Jacques-Maurice Couve de Murville (/fr/; 24 January 1907 – 24 December 1999) was a French diplomat and politician who was Minister of Foreign Affairs from 1958 to 1968 and Prime Minister from 1968 to 1969 under the presidency of General de Gaulle. As foreign minister he played the leading role in the critical Franco-German treaty of cooperation in 1963, he laid the foundation for the Paris-Bonn axis that was central in building a united Europe.

==Life==

He was born Maurice Couve (his father acquired the name de Murville in 1925 in Reims. Maurice Couve de Murville, the Roman Catholic Archbishop of Birmingham (1929–2007), was his cousin.

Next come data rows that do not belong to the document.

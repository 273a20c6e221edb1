//! Browser front end for the career timeline, compiled to WebAssembly.

pub mod chart_js;
pub mod logger;
pub mod startup;

#[cfg(target_arch = "wasm32")]
mod app;
#[cfg(target_arch = "wasm32")]
mod lightbox;
#[cfg(target_arch = "wasm32")]
mod loader;
#[cfg(target_arch = "wasm32")]
mod styles;

use careerline_core::TimelineConfig;
use serde::Deserialize;

/// Shown in the app mount when both documents load but hold no events.
pub const NO_DATA_MESSAGE: &str = "No timeline data available.";

/// Options accepted by `start_timeline`: any `TimelineConfig` field plus the
/// console log level.
#[derive(Debug, Default, Deserialize, PartialEq)]
pub struct StartOptions {
    #[serde(flatten)]
    pub timeline: TimelineConfig,
    #[serde(default)]
    pub log_level: Option<String>,
}

#[cfg(target_arch = "wasm32")]
mod bootstrap {
    use std::rc::Rc;

    use careerline_core::{render_hero_charts, TimelineConfig, TimelineController};
    use serde_wasm_bindgen::from_value;
    use wasm_bindgen::prelude::*;
    use wasm_bindgen::JsCast;
    use wasm_bindgen_futures::spawn_local;
    use web_sys::{Document, Element};

    use crate::app::{TimelineApp, TimelineView, TimelineViewProps};
    use crate::chart_js::ChartJsAdapter;
    use crate::lightbox::LightboxSurface;
    use crate::startup::{startup_outcome, Startup};
    use crate::{loader, logger, styles, StartOptions, NO_DATA_MESSAGE};

    /// Starts the timeline once the page's DOM is ready.
    #[wasm_bindgen]
    pub fn start_timeline(options: Option<JsValue>) -> Result<(), JsValue> {
        console_error_panic_hook::set_once();

        let options: StartOptions = match options {
            Some(value) if !value.is_undefined() && !value.is_null() => from_value(value)
                .map_err(|err| JsValue::from_str(&format!("Could not read options: {err}")))?,
            _ => StartOptions::default(),
        };
        logger::init(logger::parse_level(options.log_level.as_deref()));

        let document = web_sys::window()
            .and_then(|window| window.document())
            .ok_or_else(|| JsValue::from_str("No document available"))?;

        let config = options.timeline;
        if document.ready_state() == "loading" {
            let on_ready = Closure::once_into_js(move || spawn_local(run(config)));
            document.add_event_listener_with_callback("DOMContentLoaded", on_ready.unchecked_ref())?;
        } else {
            spawn_local(run(config));
        }
        Ok(())
    }

    async fn run(config: TimelineConfig) {
        let Some(document) = web_sys::window().and_then(|window| window.document()) else {
            log::error!("no document to render into");
            return;
        };
        if let Err(err) = styles::ensure_styles(&document) {
            log::warn!("default styles not injected: {err:?}");
        }
        let Some(mount) = document.get_element_by_id(&config.app_mount) else {
            log::error!("app mount `{}` not found", config.app_mount);
            return;
        };

        let loaded = loader::load_timeline(&config).await;
        let records = match startup_outcome(loaded, &config) {
            Startup::Failed(message) => {
                show_message(&document, &mount, &message, true);
                return;
            }
            Startup::Empty => {
                show_message(&document, &mount, NO_DATA_MESSAGE, false);
                return;
            }
            Startup::Render(records) => records,
        };
        let Some(latest) = records.last() else {
            return;
        };

        let mut charts = ChartJsAdapter::new(document.clone());
        let hero = render_hero_charts(&mut charts, latest, &config);
        let lightbox = LightboxSurface::locate(&document, &config);
        let controller = TimelineController::new(records, config.clone());
        let app = Rc::new(TimelineApp::new(controller, charts, hero, lightbox));

        wire_lightbox_close(&document, &config, app.clone());
        yew::Renderer::<TimelineView>::with_root_and_props(mount, TimelineViewProps { app })
            .render();
    }

    fn wire_lightbox_close(document: &Document, config: &TimelineConfig, app: Rc<TimelineApp>) {
        let close = match document.query_selector(&config.modal_close_selector) {
            Ok(Some(close)) => close,
            Ok(None) => {
                log::warn!("lightbox close control `{}` not found", config.modal_close_selector);
                return;
            }
            Err(err) => {
                log::warn!("invalid lightbox close selector: {err:?}");
                return;
            }
        };

        let on_close = Closure::<dyn FnMut(web_sys::Event)>::new(move |_event: web_sys::Event| {
            app.close_lightbox();
        });
        if let Err(err) =
            close.add_event_listener_with_callback("click", on_close.as_ref().unchecked_ref())
        {
            log::warn!("lightbox close control not wired: {err:?}");
        }
        on_close.forget();
    }

    fn show_message(document: &Document, mount: &Element, text: &str, is_error: bool) {
        mount.set_inner_html("");
        let rendered = document.create_element("div").and_then(|message| {
            let class = if is_error {
                "timeline-message is-error"
            } else {
                "timeline-message"
            };
            message.set_class_name(class);
            message.set_text_content(Some(text));
            mount.append_child(&message)
        });
        if let Err(err) = rendered {
            log::error!("could not render message: {err:?}");
        }
    }
}

#[cfg(target_arch = "wasm32")]
pub use bootstrap::start_timeline;

#[cfg(not(target_arch = "wasm32"))]
pub fn start_timeline(_: Option<wasm_bindgen::JsValue>) -> Result<(), wasm_bindgen::JsValue> {
    Err(wasm_bindgen::JsValue::from_str(
        "careerline-ui only supports the wasm32 target",
    ))
}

Couve de Murville joined the corps of finance inspectors in 1930, and he became Director of External Finances of the Vichy régime in 1940 in which capacity he sat at the armistice council of Wiesbaden. In March 1943, after the American landing in North Africa, he was one of the few senior officials of Vichy to join the Free French. He left for Algiers, via Spain, where he joined General Henri Giraud. On 7 June 1943, he was named commissioner of finance of the French Committee of National Liberation (CFLN). A few months later, he joined General Charles de Gaulle. In February 1945, he became a member of the Provisional Government of the French Republic (GPRF) with the rank of ambassador attached to the Italian government.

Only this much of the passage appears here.